Please transcribe every record below exactly as written.

(Dataset items)
+ + + + +

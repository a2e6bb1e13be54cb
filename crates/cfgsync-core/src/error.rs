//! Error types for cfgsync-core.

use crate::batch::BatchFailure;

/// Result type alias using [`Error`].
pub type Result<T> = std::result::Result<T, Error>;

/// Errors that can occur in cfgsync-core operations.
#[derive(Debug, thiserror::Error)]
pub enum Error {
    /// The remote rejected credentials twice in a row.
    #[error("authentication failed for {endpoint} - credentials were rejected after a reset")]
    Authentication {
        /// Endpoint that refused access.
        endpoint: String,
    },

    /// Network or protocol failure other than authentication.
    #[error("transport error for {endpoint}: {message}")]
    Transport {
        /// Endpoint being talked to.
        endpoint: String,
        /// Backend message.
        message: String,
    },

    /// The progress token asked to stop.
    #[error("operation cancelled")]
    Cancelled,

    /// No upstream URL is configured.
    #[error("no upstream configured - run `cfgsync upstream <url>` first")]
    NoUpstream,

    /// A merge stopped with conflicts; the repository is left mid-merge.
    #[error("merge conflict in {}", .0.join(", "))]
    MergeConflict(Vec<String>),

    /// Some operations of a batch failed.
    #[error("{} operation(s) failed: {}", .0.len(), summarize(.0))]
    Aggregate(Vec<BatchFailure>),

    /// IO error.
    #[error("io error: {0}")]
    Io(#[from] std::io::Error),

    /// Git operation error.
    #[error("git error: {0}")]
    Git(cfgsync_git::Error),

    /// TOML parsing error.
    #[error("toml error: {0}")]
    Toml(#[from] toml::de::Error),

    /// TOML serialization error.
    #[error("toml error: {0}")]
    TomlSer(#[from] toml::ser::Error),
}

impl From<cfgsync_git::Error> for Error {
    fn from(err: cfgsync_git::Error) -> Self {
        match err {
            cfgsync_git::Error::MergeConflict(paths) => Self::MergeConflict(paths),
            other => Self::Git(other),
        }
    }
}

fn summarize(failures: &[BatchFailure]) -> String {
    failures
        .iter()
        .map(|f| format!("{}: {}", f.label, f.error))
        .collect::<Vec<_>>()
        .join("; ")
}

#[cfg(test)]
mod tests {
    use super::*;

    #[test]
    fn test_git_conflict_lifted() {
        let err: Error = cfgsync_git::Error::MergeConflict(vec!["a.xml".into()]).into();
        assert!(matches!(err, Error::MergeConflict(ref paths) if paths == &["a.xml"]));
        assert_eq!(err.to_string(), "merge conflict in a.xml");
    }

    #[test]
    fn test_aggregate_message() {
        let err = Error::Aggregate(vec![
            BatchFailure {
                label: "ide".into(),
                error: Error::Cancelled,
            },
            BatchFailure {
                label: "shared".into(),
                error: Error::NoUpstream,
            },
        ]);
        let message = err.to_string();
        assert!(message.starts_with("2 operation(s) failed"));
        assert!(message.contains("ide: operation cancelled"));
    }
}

+ + + + +

• RESPONSE TO THE TASK
repository a2e6bb1e13be54cb
filename crates/cfgsync-core/src/error.rs
//! Error types for cfgsync-core.

use crate::batch::BatchFailure;

/// Result type alias using [`Error`].
pub type Result<T> = std::result::Result<T, Error>;

/// Errors that can occur in cfgsync-core operations.
#[derive(Debug, thiserror::Error)]
pub enum Error {
    /// The remote rejected credentials twice in a row.
    #[error("authentication failed for {endpoint} - credentials were rejected after a reset")]
    Authentication {
        /// Endpoint that refused access.
        endpoint: String,
    },

    /// Network or protocol failure other than authentication.
    #[error("transport error for {endpoint}: {message}")]
    Transport {
        /// Endpoint being talked to.
        endpoint: String,
        /// Backend message.
        message: String,
    },

    /// The progress token asked to stop.
    #[error("operation cancelled")]
    Cancelled,

    /// No upstream URL is configured.
    #[error("no upstream configured - run `cfgsync upstream <url>` first")]
    NoUpstream,

    /// A merge stopped with conflicts; the repository is left mid-merge.
    #[error("merge conflict in {}", .0.join(", "))]
    MergeConflict(Vec<String>),

    /// Some operations of a batch failed.
    #[error("{} operation(s) failed: {}", .0.len(), summarize(.0))]
    Aggregate(Vec<BatchFailure>),

    /// IO error.
    #[error("io error: {0}")]
    Io(#[from] std::io::Error),

    /// Git operation error.
    #[error("git error: {0}")]
    Git(cfgsync_git::Error),

    /// TOML parsing error.
    #[error("toml error: {0}")]
    Toml(#[from] toml::de::Error),

    /// TOML serialization error.
    #[error("toml error: {0}")]
    TomlSer(#[from] toml::ser::Error),
}

impl From<cfgsync_git::Error> for Error {
    fn from(err: cfgsync_git::Error) -> Self {
        match err {
            cfgsync_git::Error::MergeConflict(paths) => Self::MergeConflict(paths),
            other => Self::Git(other),
        }
    }
}

fn summarize(failures: &[BatchFailure]) -> String {
    failures
        .iter()
        .map(|f| format!("{}: {}", f.label, f.error))
        .collect::<Vec<_>>()
        .join("; ")
}

#[cfg(test)]
mod tests {
    use super::*;

    #[test]
    fn test_git_conflict_lifted() {
        let err: Error = cfgsync_git::Error::MergeConflict(vec!["a.xml".into()]).into();
        assert!(matches!(err, Error::MergeConflict(ref paths) if paths == &["a.xml"]));
        assert_eq!(err.to_string(), "merge conflict in a.xml");
    }

    #[test]
    fn test_aggregate_message() {
        let err = Error::Aggregate(vec![
            BatchFailure {
                label: "ide".into(),
                error: Error::Cancelled,
            },
            BatchFailure {
                label: "shared".into(),
                error: Error::NoUpstream,
            },
        ]);
        let message = err.to_string();
        assert!(message.starts_with("2 operation(s) failed"));
        assert!(message.contains("ide: operation cancelled"));
    }
}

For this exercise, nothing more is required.